I recently got a message from a client who was all excited that a consultancy that works with her organization had announced that from 2013 the consultancy would no longer be using e-mail for internal communications. There was a hopeful implicit subtext that perhaps e-mail was on the way out, and that she wouldn’t have to deal with her e-mail inbox after all. She–and the consultancy in question–are not alone. Other companies are experimenting with shutting down – at least temporarily – the flow of e-mails to give people some time to do other work, and more and more people I speak to are complaining that e-mail is keeping them from their real work.

What is happening here? Has e-mail really gotten so out of control that we need to stop using it altogether?

I’m not so sure. A bit like mobile phones or cars, e-mails are not–in themselves–the problem. Indeed, the use of e-mail has grown quickly because it offers so many benefits: it allows for asynchronous work; is faster for many things than a phone call (and when is the last time you actually reached someone you were calling on the first try?); and allows tracking of decisions, hand offs and agreements. Not such a bad thing really.

So, if the medium of e-mail is not the problem, what is? Part of the problem is a fundamental mis-identification of what work is. As the primary means of communication in the business world, e-mails are a big part of work in the 21st century. At the moment, asking your employees to stop using e-mail is like asking them to do all their meetings as a game of Charades. Holding meetings in mime might be amusing for a (very) short time, but it would have a pretty significant impact on the effectiveness of communication. Similarly, stopping using e-mail would provide some short term relief, but overall the effect would probably not be positive. Of course, you could go over to some version of social media or a chat-based system, but that will not reduce the number and complexity of the topics that need handling.

Saying no e-mail is a solution to the ‘problem’ of e-mail, but it is a solution to the wrong problem. I think there are a couple of misunderstandings at the bottom of all of this: one is believing that e-mails are not work, that they are a distraction from ‘real’ work. If they are not real work, then it makes sense to get booked into meetings from 8am to 8pm. With a diary like that, e-mail starts to show up as a problem as it is consistently being handled at midnight.

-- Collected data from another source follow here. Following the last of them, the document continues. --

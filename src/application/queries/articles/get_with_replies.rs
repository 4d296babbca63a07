use super::ArticleQueryService;
use crate::{
    application::{
        dto::ArticleDto,
        error::{ApplicationError, ApplicationResult, Resource},
    },
    domain::article::ArticleId,
};

pub struct GetArticleQuery {
    pub id: i64,
}

impl ArticleQueryService {
    /// Detail view: the article plus its replies, with `reply_count` equal to
    /// the number of replies fetched in this call.
    pub async fn get_article_with_replies(
        &self,
        query: GetArticleQuery,
    ) -> ApplicationResult<ArticleDto> {
        let id = ArticleId::new(query.id)?;
        let article = self
            .articles
            .find_by_id(id)
            .await?
            .ok_or(ApplicationError::NotFound(Resource::Article))?;

        let replies = self.replies.find_by_article_id(id).await?;
        Ok(ArticleDto::with_replies(article, replies))
    }
}
use crate::domain::article::ArticleId;
use crate::domain::errors::{DomainError, DomainResult};
use crate::domain::reply::{Reply, ReplyContents, ReplyId, ReplyRepository};
use crate::domain::user::WriterId;
use async_trait::async_trait;
use chrono::{DateTime, Utc};
use sqlx::{FromRow, SqlitePool};
use std::sync::Arc;

use super::map_error;

#[derive(Clone)]
pub struct SqliteReplyRepository {
    pool: Arc<SqlitePool>,
}

impl SqliteReplyRepository {
    pub fn new(pool: Arc<SqlitePool>) -> Self {
        Self { pool }
    }
}

#[derive(Debug, FromRow)]
struct ReplyRow {
    id: i64,
    article_id: i64,
    writer: String,
    contents: String,
    created_at: DateTime<Utc>,
}

impl TryFrom<ReplyRow> for Reply {
    type Error = DomainError;

    fn try_from(row: ReplyRow) -> Result<Self, Self::Error> {
        Ok(Reply {
            id: Some(ReplyId::new(row.id)?),
            article_id: ArticleId::new(row.article_id)?,
            writer: WriterId::new(row.writer)?,
            contents: ReplyContents::new(row.contents)?,
            created_at: row.created_at,
        })
    }
}

#[async_trait]
impl ReplyRepository for SqliteReplyRepository {
    async fn save(&self, reply: Reply) -> DomainResult<Reply> {
        match reply.id {
            None => {
                let row = sqlx::query_as::<_, ReplyRow>(
                    "INSERT INTO replies (article_id, writer, contents, created_at) VALUES (?, ?, ?, ?) RETURNING id, article_id, writer, contents, created_at",
                )
                .bind(i64::from(reply.article_id))
                .bind(reply.writer.as_str())
                .bind(reply.contents.as_str())
                .bind(reply.created_at)
                .fetch_one(&*self.pool)
                .await
                .map_err(map_error)?;

                Reply::try_from(row)
            }
            Some(id) => {
                sqlx::query("UPDATE replies SET contents = ? WHERE id = ?")
                    .bind(reply.contents.as_str())
                    .bind(i64::from(id))
                    .execute(&*self.pool)
                    .await
                    .map_err(map_error)?;

                Ok(reply)
            }
        }
    }

    async fn find_by_id(&self, id: ReplyId) -> DomainResult<Option<Reply>> {
        let row = sqlx::query_as::<_, ReplyRow>(
            "SELECT id, article_id, writer, contents, created_at FROM replies WHERE id = ?",
        )
        .bind(i64::from(id))
        .fetch_optional(&*self.pool)
        .await
        .map_err(map_error)?;

        row.map(Reply::try_from).transpose()
    }

    async fn find_by_article_id(&self, article_id: ArticleId) -> DomainResult<Vec<Reply>> {
        let rows = sqlx::query_as::<_, ReplyRow>(
            "SELECT id, article_id, writer, contents, created_at FROM replies WHERE article_id = ?",
        )
        .bind(i64::from(article_id))
        .fetch_all(&*self.pool)
        .await
        .map_err(map_error)?;

        rows.into_iter().map(Reply::try_from).collect()
    }

    async fn count_by_article_id_excluding_writer(
        &self,
        writer: &WriterId,
        article_id: ArticleId,
    ) -> DomainResult<u64> {
        let count = sqlx::query_scalar::<_, i64>(
            "SELECT COUNT(1) FROM replies WHERE article_id = ? AND writer <> ?",
        )
        .bind(i64::from(article_id))
        .bind(writer.as_str())
        .fetch_one(&*self.pool)
        .await
        .map_err(map_error)?;

        Ok(count as u64)
    }

    async fn delete_by_id(&self, id: ReplyId) -> DomainResult<()> {
        sqlx::query("DELETE FROM replies WHERE id = ?")
            .bind(i64::from(id))
            .execute(&*self.pool)
            .await
            .map_err(map_error)?;
        Ok(())
    }
}
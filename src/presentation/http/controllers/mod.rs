// src/presentation/http/controllers/mod.rs
pub mod articles;
pub mod replies;
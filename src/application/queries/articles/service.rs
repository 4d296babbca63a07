use std::sync::Arc;

use crate::domain::{article::ArticleRepository, reply::ReplyRepository};

pub struct ArticleQueryService {
    pub(super) articles: Arc<dyn ArticleRepository>,
    pub(super) replies: Arc<dyn ReplyRepository>,
}

impl ArticleQueryService {
    pub fn new(articles: Arc<dyn ArticleRepository>, replies: Arc<dyn ReplyRepository>) -> Self {
        Self { articles, replies }
    }
}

The other misunderstanding is related to the above; allocating insufficient time to think through all of the new stuff that arrives each day–be it e-mail, voice-mail, meeting notes, or great ideas about moving a project forward. Many seem to think that they are only working when they are ‘doing’ things: going to meetings, making phone calls, being out and on the move. That is most certainly work, but the thing that makes all of those things more effective is taking the time to think through what needs doing, and who is going to do it, in what order. Without that, we are just running and hoping that the thinking will get done on the fly. Some of it will, but there is a quality of thinking that simply cannot happen in the spaces between meetings and in the back of a cab on the way to a client meeting.

We see that the people who have the greatest sense of control–and are best able to prioritize what they do next, and trust the choice–are giving themselves something like an hour a day to think through the new ‘stuff’ that arrives in their world each day. This is not buffer time–it is the work that makes sense of all the other work.

So, you can get rid of e-mail and do your meetings in mime if you want to, but the real solution to the ‘problem’ of e-mail is to account for the time that is necessary to get control of new ‘stuff’ each day. Without that thinking time, we are merely monkeys–constantly in motion, but not terribly productive.